Could you copy, exactly as written, every line from the first line of the records through the one containing "Deserialize, PartialEq, Eq)]"?
───── Exercise input ─────
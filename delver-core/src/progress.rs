//! Progress reporting.
//!
//! Research execution is decoupled from whatever consumes progress through
//! a single injected `ProgressSink`. Reporting is fire-and-forget: sinks
//! must never block research and have no way to fail the run.

use chrono::{DateTime, Utc};
use serde::{Deserialize, Serialize};
use std::sync::Mutex;
use uuid::Uuid;

use crate::model::{NodeStatus, ResearchNode};

/// Where in a node's lifecycle a progress event was emitted.
#[derive(Debug, Clone, Copy, Serialize, Deserialize, PartialEq, Eq)]
#[serde(rename_all = "snake_case")]
pub enum ProgressStage {
    /// The branch started executing.
    Started,
    /// Retrieval finished (possibly degraded to zero sources).
    Retrieved,
    /// Learning/sub-query extraction finished.
    Extracted,
    /// The branch finished.
    Finished,
}

/// A structured progress event. Immutable; emitted and forgotten.
#[derive(Debug, Clone, Serialize, Deserialize)]
pub struct ProgressEvent {
    pub node_id: Uuid,
    /// Depth of the node below the root (root is 0).
    pub depth: usize,
    /// Position among siblings (0-based).
    pub breadth_index: usize,
    /// Number of siblings at this level.
    pub total_breadth: usize,
    pub query: String,
    pub stage: ProgressStage,
    pub status: NodeStatus,
    pub timestamp: DateTime<Utc>,
}

impl ProgressEvent {
    /// Build an event for a node at the given stage.
    pub fn for_node(
        node: &ResearchNode,
        max_depth: usize,
        stage: ProgressStage,
        status: NodeStatus,
    ) -> Self {
        Self {
            node_id: node.id,
            depth: node.level(max_depth),
            breadth_index: node.breadth_index,
            total_breadth: node.total_breadth,
            query: node.query.text.clone(),
            stage,
            status,
            timestamp: Utc::now(),
        }
    }
}

/// Receives progress events from research branches.
///
/// Implementations must not block and must swallow their own transport
/// errors; the engine calls `report` inline from branch execution.
pub trait ProgressSink: Send + Sync {
    fn report(&self, event: ProgressEvent);
}

/// A sink that discards every event.
pub struct NoOpProgressSink;

impl ProgressSink for NoOpProgressSink {
    fn report(&self, _event: ProgressEvent) {}
}

/// A sink that appends events to an in-memory list.
///
/// Useful for tests and for embedders that want to inspect a run after the
/// fact.
#[derive(Default)]
pub struct CollectingProgressSink {
    events: Mutex<Vec<ProgressEvent>>,
}

impl CollectingProgressSink {
    pub fn new() -> Self {
        Self::default()
    }

    /// All events reported so far, in emission order.
    pub fn events(&self) -> Vec<ProgressEvent> {
        self.events.lock().unwrap().clone()
    }
}

impl ProgressSink for CollectingProgressSink {
    fn report(&self, event: ProgressEvent) {
        self.events.lock().unwrap().push(event);
    }
}

/// A sink that forwards events to `tracing`.
pub struct TracingProgressSink;

impl ProgressSink for TracingProgressSink {
    fn report(&self, event: ProgressEvent) {
        tracing::info!(
            node_id = %event.node_id,
            depth = event.depth,
            breadth_index = event.breadth_index,
            total_breadth = event.total_breadth,
            stage = ?event.stage,
            status = ?event.status,
            query = %event.query,
            "research progress"
        );
    }
}

#[cfg(test)]
mod tests {
    use super::*;
    use crate::model::ResearchQuery;

    #[test]
    fn test_collecting_sink_preserves_order() {
        let node = ResearchNode::root(ResearchQuery::root("q"), 2, 4);
        let sink = CollectingProgressSink::new();

        sink.report(ProgressEvent::for_node(
            &node,
            2,
            ProgressStage::Started,
            NodeStatus::Running,
        ));
        sink.report(ProgressEvent::for_node(
            &node,
            2,
            ProgressStage::Finished,
            NodeStatus::Completed,
        ));

        let events = sink.events();
        assert_eq!(events.len(), 2);
        assert_eq!(events[0].stage, ProgressStage::Started);
        assert_eq!(events[1].stage, ProgressStage::Finished);
        assert_eq!(events[0].depth, 0);
        assert_eq!(events[0].node_id, node.id);
    }

    #[test]
    fn test_event_depth_from_remaining() {
        let root = ResearchNode::root(ResearchQuery::root("q"), 3, 2);
        let child = root.child(ResearchQuery::root("sub"), 2, 0, 2);
        let event =
            ProgressEvent::for_node(&child, 3, ProgressStage::Started, NodeStatus::Running);
        assert_eq!(event.depth, 1);
    }
}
─────
### Answer for this exercise
filename delver-core/src/progress.rs
//! Progress reporting.
//!
//! Research execution is decoupled from whatever consumes progress through
//! a single injected `ProgressSink`. Reporting is fire-and-forget: sinks
//! must never block research and have no way to fail the run.

use chrono::{DateTime, Utc};
use serde::{Deserialize, Serialize};
use std::sync::Mutex;
use uuid::Uuid;

use crate::model::{NodeStatus, ResearchNode};

/// Where in a node's lifecycle a progress event was emitted.
#[derive(Debug, Clone, Copy, Serialize, Deserialize, PartialEq, Eq)]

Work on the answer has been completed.